The control point was opened on 15 August 2007 together with the opening of the KCR Lok Ma Chau Spur Line between Lok Ma Chau and Sheung Shui station. The crossing consists of a cable-stay double-deck pedestrian bridge across the Sham Chun River, which forms the border between Hong Kong and the rest of the PRC. The lower deck handles pedestrians heading from Hong Kong to Futian Port, while the upper deck handles those coming from Futian Port to Hong Kong. Immigration facilities are located within the station building on both ends of the bridge. Electricity to the Hong Kong half of the bridge is provided by CLP Power, and Hong Kong's jurisdiction and law enforcement on the bridge also terminate at the midpoint, as on the Lo Wu Bridge.

The control point is open between 06:30 and 22:30, unlike the 24-hour vehicle Lok Ma Chau Control Point nearby. Later pedestrian crossing can be made at Lo Wu Control Point, until 00:00.

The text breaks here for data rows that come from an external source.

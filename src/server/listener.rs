// Listener module
// Resolves listen addresses and binds TCP listeners

use socket2::{Domain, Protocol, Socket, Type};
use std::net::SocketAddr;
use tokio::net::TcpListener;

use crate::error::ServerError;

/// Resolve `addr` to a socket address
///
/// Accepts `host:port`, bare `:port` (all interfaces) and resolvable host names.
pub async fn resolve_addr(addr: &str) -> Result<SocketAddr, ServerError> {
    let full = if addr.starts_with(':') {
        format!("0.0.0.0{addr}")
    } else {
        addr.to_string()
    };

    if let Ok(parsed) = full.parse::<SocketAddr>() {
        return Ok(parsed);
    }

    let invalid = |reason: String| ServerError::InvalidAddress {
        addr: addr.to_string(),
        reason,
    };
    let found = tokio::net::lookup_host(&full)
        .await
        .map_err(|e| invalid(e.to_string()))?
        .next();
    found.ok_or_else(|| invalid("no addresses found".to_string()))
}

/// Create a `TcpListener` with `SO_REUSEADDR` enabled.
///
/// # Arguments
///
/// * `addr` - The socket address to bind to
pub fn bind_listener(addr: SocketAddr) -> std::io::Result<TcpListener> {
    let domain = if addr.is_ipv4() {
        Domain::IPV4
    } else {
        Domain::IPV6
    };

    let socket = Socket::new(domain, Type::STREAM, Some(Protocol::TCP))?;

    // Allows rebinding a port still in TIME_WAIT after a restart
    socket.set_reuse_address(true)?;
    socket.set_nonblocking(true)?;
    socket.bind(&addr.into())?;
    socket.listen(1024)?;

    let std_listener: std::net::TcpListener = socket.into();
    TcpListener::from_std(std_listener)
}

#[cfg(test)]
mod tests {
    use super::*;

    #[tokio::test]
    async fn test_resolve_forms() {
        assert_eq!(
            resolve_addr(":16000").await.unwrap(),
            "0.0.0.0:16000".parse::<SocketAddr>().unwrap()
        );
        assert_eq!(
            resolve_addr("127.0.0.1:8080").await.unwrap(),
            "127.0.0.1:8080".parse::<SocketAddr>().unwrap()
        );
        assert!(matches!(
            resolve_addr("not an address").await,
            Err(ServerError::InvalidAddress { .. })
        ));
    }

    #[tokio::test]
    async fn test_resolve_host_name() {
        let addr = resolve_addr("localhost:8080").await.unwrap();
        assert_eq!(addr.port(), 8080);
        assert!(addr.ip().is_loopback());
    }

    #[tokio::test]
    async fn test_bind_ephemeral_port() {
        let listener = bind_listener("127.0.0.1:0".parse().unwrap()).unwrap();
        assert_ne!(listener.local_addr().unwrap().port(), 0);
    }
}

Although the Lok Ma Chau Spur Line Control Point is often referred to as a railway crossing, it is in fact a pedestrian crossing, unlike the Lo Wu Control Point, where no bus or any other public transport can reach. Furthermore, there is no through-train service, as the railway line is not connected with the railways in mainland China. And although the bulk of the users are train passengers, the Lok Ma Chau pedestrian crossing can also be reached by bus, taxi and mini bus from various parts of the New Territories.

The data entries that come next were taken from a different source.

//! Static file serving module
//!
//! Serves files under a root directory, with index files for directories,
//! `ETag` revalidation and HEAD support.

use hyper::header::IF_NONE_MATCH;
use hyper::{Method, Request, Response};
use std::path::{Path, PathBuf};
use std::sync::Arc;
use tokio::fs;

use super::{Handler, HandlerFuture};
use crate::http::{self, cache, mime, Body};
use crate::logger;

const DEFAULT_INDEX_FILES: &[&str] = &["index.html"];

/// Handler serving files below `root`, keyed by the request path
#[derive(Clone)]
pub struct FileServer {
    root: Arc<PathBuf>,
    index_files: Arc<[String]>,
}

impl FileServer {
    pub fn new(root: impl Into<PathBuf>) -> Self {
        Self {
            root: Arc::new(root.into()),
            index_files: DEFAULT_INDEX_FILES.iter().map(ToString::to_string).collect(),
        }
    }
}

impl Handler for FileServer {
    fn call(&self, req: Request<()>) -> HandlerFuture {
        let root = Arc::clone(&self.root);
        let index_files = Arc::clone(&self.index_files);
        Box::pin(async move { serve_file(&root, &index_files, &req).await })
    }
}

async fn serve_file(root: &Path, index_files: &[String], req: &Request<()>) -> Response<Body> {
    let is_head = req.method() == Method::HEAD;

    let Some((content, content_type)) =
        load_from_directory(root, req.uri().path(), index_files).await
    else {
        return http::build_default_404_response();
    };

    let etag = cache::generate_etag(&content);
    let if_none_match = req
        .headers()
        .get(IF_NONE_MATCH)
        .and_then(|v| v.to_str().ok());
    if cache::is_not_modified(if_none_match, &etag) {
        return http::build_304_response(&etag);
    }

    http::build_file_response(content, content_type, &etag, is_head)
}

/// Load the file `path` names under `root`
///
/// Directories resolve to their first existing index file. Anything that
/// resolves outside `root` is refused.
pub async fn load_from_directory(
    root: &Path,
    path: &str,
    index_files: &[String],
) -> Option<(Vec<u8>, &'static str)> {
    let relative = path.trim_start_matches('/');
    if relative.split('/').any(|segment| segment == "..") {
        logger::log_warning(&format!("Path traversal attempt blocked: {path}"));
        return None;
    }

    let root_canonical = match fs::canonicalize(root).await {
        Ok(p) => p,
        Err(e) => {
            logger::log_warning(&format!(
                "Static directory not found or inaccessible '{}': {e}",
                root.display()
            ));
            return None;
        }
    };

    let mut file_path = root_canonical.join(relative);
    if is_dir(&file_path).await {
        let mut index = None;
        for name in index_files {
            let candidate = file_path.join(name);
            if is_file(&candidate).await {
                index = Some(candidate);
                break;
            }
        }
        file_path = index?;
    }

    // Missing files are ordinary 404s, not worth a warning
    let file_canonical = fs::canonicalize(&file_path).await.ok()?;
    if !file_canonical.starts_with(&root_canonical) {
        logger::log_warning(&format!(
            "Path traversal attempt blocked: {path} -> {}",
            file_canonical.display()
        ));
        return None;
    }

    match fs::read(&file_canonical).await {
        Ok(content) => Some((content, mime::content_type_for(&file_path))),
        Err(e) => {
            logger::log_error(&format!(
                "Failed to read file '{}': {e}",
                file_canonical.display()
            ));
            None
        }
    }
}

async fn is_dir(path: &Path) -> bool {
    fs::metadata(path).await.is_ok_and(|m| m.is_dir())
}

async fn is_file(path: &Path) -> bool {
    fs::metadata(path).await.is_ok_and(|m| m.is_file())
}

#[cfg(test)]
mod tests {
    use super::*;
    use http_body_util::BodyExt;
    use std::sync::atomic::{AtomicUsize, Ordering};

    static NEXT_DIR: AtomicUsize = AtomicUsize::new(0);

    /// Fresh directory with `index.html`, `app.css` and `docs/readme.txt`
    fn fixture_dir() -> PathBuf {
        let dir = std::env::temp_dir().join(format!(
            "rust_dispatcher_static_{}_{}",
            std::process::id(),
            NEXT_DIR.fetch_add(1, Ordering::SeqCst)
        ));
        std::fs::create_dir_all(dir.join("docs")).unwrap();
        std::fs::write(dir.join("index.html"), "<h1>home</h1>").unwrap();
        std::fs::write(dir.join("app.css"), "body{}").unwrap();
        std::fs::write(dir.join("docs/readme.txt"), "read me").unwrap();
        dir
    }

    fn get(path: &str) -> Request<()> {
        Request::builder().uri(path).body(()).unwrap()
    }

    async fn body_string(resp: Response<Body>) -> String {
        let bytes = resp.into_body().collect().await.unwrap().to_bytes();
        String::from_utf8(bytes.to_vec()).unwrap()
    }

    #[tokio::test]
    async fn test_serves_file_with_content_type() {
        let server = FileServer::new(fixture_dir());
        let resp = server.call(get("/app.css")).await;
        assert_eq!(resp.status(), 200);
        assert_eq!(resp.headers()["content-type"], "text/css; charset=utf-8");
        assert!(resp.headers().contains_key("etag"));
        assert_eq!(body_string(resp).await, "body{}");
    }

    #[tokio::test]
    async fn test_directory_serves_index() {
        let server = FileServer::new(fixture_dir());
        let resp = server.call(get("/")).await;
        assert_eq!(resp.status(), 200);
        assert_eq!(body_string(resp).await, "<h1>home</h1>");
    }

    #[tokio::test]
    async fn test_directory_without_index_is_404() {
        let server = FileServer::new(fixture_dir());
        let resp = server.call(get("/docs/")).await;
        assert_eq!(resp.status(), 404);
    }

    #[tokio::test]
    async fn test_missing_file_and_traversal_are_404() {
        let server = FileServer::new(fixture_dir());
        assert_eq!(server.call(get("/nope.txt")).await.status(), 404);
        assert_eq!(server.call(get("/docs/../../etc/passwd")).await.status(), 404);
    }

    #[tokio::test]
    async fn test_etag_revalidation() {
        let server = FileServer::new(fixture_dir());
        let first = server.call(get("/docs/readme.txt")).await;
        let etag = first.headers()["etag"].to_str().unwrap().to_string();

        let req = Request::builder()
            .uri("/docs/readme.txt")
            .header("If-None-Match", etag)
            .body(())
            .unwrap();
        let resp = server.call(req).await;
        assert_eq!(resp.status(), 304);
        assert_eq!(body_string(resp).await, "");
    }

    #[tokio::test]
    async fn test_head_has_no_body() {
        let server = FileServer::new(fixture_dir());
        let req = Request::builder()
            .method(Method::HEAD)
            .uri("/app.css")
            .body(())
            .unwrap();
        let resp = server.call(req).await;
        assert_eq!(resp.status(), 200);
        assert_eq!(resp.headers()["content-length"], "6");
        assert_eq!(body_string(resp).await, "");
    }
}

The Lok Ma Chau transport interchange is located to the east of Lok Ma Chau station and is connected with the station via footbridges. The entrance and exit between the station and the interchange are guarded by the police as the area is located within the Frontier Closed Area.

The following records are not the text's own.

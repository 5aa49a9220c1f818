//! Action tables and the URL token naming convention
//!
//! The last path segment `say-hello` names the action `SayHelloAction`.

use crate::error::ActionResult;

/// Suffix every action name carries
pub const ACTION_SUFFIX: &str = "Action";

/// A zero-argument action on controller `C`
pub type Action<C> = fn(&mut C) -> ActionResult;

/// Named actions exposed by one controller type
pub struct ActionTable<C> {
    entries: Vec<(String, Action<C>)>,
}

impl<C> ActionTable<C> {
    pub const fn new() -> Self {
        Self {
            entries: Vec::new(),
        }
    }

    /// Add an action under its full name, e.g. `"SayHelloAction"`
    #[must_use]
    pub fn action(mut self, name: impl Into<String>, action: Action<C>) -> Self {
        self.entries.push((name.into(), action));
        self
    }

    pub fn len(&self) -> usize {
        self.entries.len()
    }

    pub fn is_empty(&self) -> bool {
        self.entries.is_empty()
    }

    pub(crate) fn into_entries(self) -> Vec<(String, Action<C>)> {
        self.entries
    }
}

impl<C> Default for ActionTable<C> {
    fn default() -> Self {
        Self::new()
    }
}

/// Derive the action name from a URL token
///
/// Each `-`-separated word gets an upper-cased first letter, hyphens are
/// dropped, and [`ACTION_SUFFIX`] is appended.
///
/// # Examples
/// ```
/// use rust_dispatcher::controller::action_name;
/// assert_eq!(action_name("hello"), "HelloAction");
/// assert_eq!(action_name("say-hello-world"), "SayHelloWorldAction");
/// ```
pub fn action_name(token: &str) -> String {
    let mut name = String::with_capacity(token.len() + ACTION_SUFFIX.len());
    for word in token.split('-') {
        let mut chars = word.chars();
        if let Some(first) = chars.next() {
            name.extend(first.to_uppercase());
            name.push_str(chars.as_str());
        }
    }
    name.push_str(ACTION_SUFFIX);
    name
}

/// Whether some URL token maps onto `name` through [`action_name`]
pub fn is_reachable_action_name(name: &str) -> bool {
    let Some(stem) = name.strip_suffix(ACTION_SUFFIX) else {
        return false;
    };
    let mut chars = stem.chars();
    let Some(first) = chars.next() else {
        return false;
    };
    if stem.contains(['-', '/']) {
        return false;
    }
    first.to_uppercase().eq(std::iter::once(first))
}

#[cfg(test)]
mod tests {
    use super::*;

    struct Dummy;

    fn noop(_: &mut Dummy) -> ActionResult {
        Ok(())
    }

    #[test]
    fn test_action_name() {
        assert_eq!(action_name("hello"), "HelloAction");
        assert_eq!(action_name("say-hello"), "SayHelloAction");
        assert_eq!(action_name("say-hello-world"), "SayHelloWorldAction");
        assert_eq!(action_name("listAll"), "ListAllAction");
        assert_eq!(action_name("v2"), "V2Action");
        assert_eq!(action_name("a--b-"), "ABAction");
    }

    #[test]
    fn test_reachable_names() {
        assert!(is_reachable_action_name("HelloAction"));
        assert!(is_reachable_action_name("SayHelloWorldAction"));
        assert!(is_reachable_action_name("V2Action"));
        assert!(!is_reachable_action_name("helloAction"));
        assert!(!is_reachable_action_name("Action"));
        assert!(!is_reachable_action_name("Hello"));
        assert!(!is_reachable_action_name("Say-HelloAction"));
    }

    #[test]
    fn test_every_derived_name_is_reachable() {
        for token in ["hello", "say-hello", "x", "get-v2-items", "été"] {
            assert!(is_reachable_action_name(&action_name(token)), "{token}");
        }
    }

    #[test]
    fn test_table_keeps_insertion_order() {
        let table = ActionTable::<Dummy>::new()
            .action("HelloAction", noop)
            .action("ByeAction", noop);
        assert_eq!(table.len(), 2);
        let names: Vec<String> = table.into_entries().into_iter().map(|(n, _)| n).collect();
        assert_eq!(names, ["HelloAction", "ByeAction"]);
    }
}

The checkpoint has 2 road public transport services both to/from the West (MTR trains to the checkpoint run to/from the East). Those road services are:

- KMB Bus route B1
- Green minibus route 75

Both run to/from Yuen Long town centre from where other destinations in Western New Territories can be reached by road and rail. Among public transport destinations from Yuen Long is also bus 968 to Hong Kong Island via the Western Harbour Crossing.

Bus B1 and green minibus 75 operate via San Tin PTI. San Tin PTI offers many more connections than Lok Ma Chau Spur Line Checkpoint. KMB bus routes 76K, 276B, B1, N73, A43P, R41, X43, 178R (R41, X43 and 178R available Events Only) and all serve San Tin Public Transport Interchange.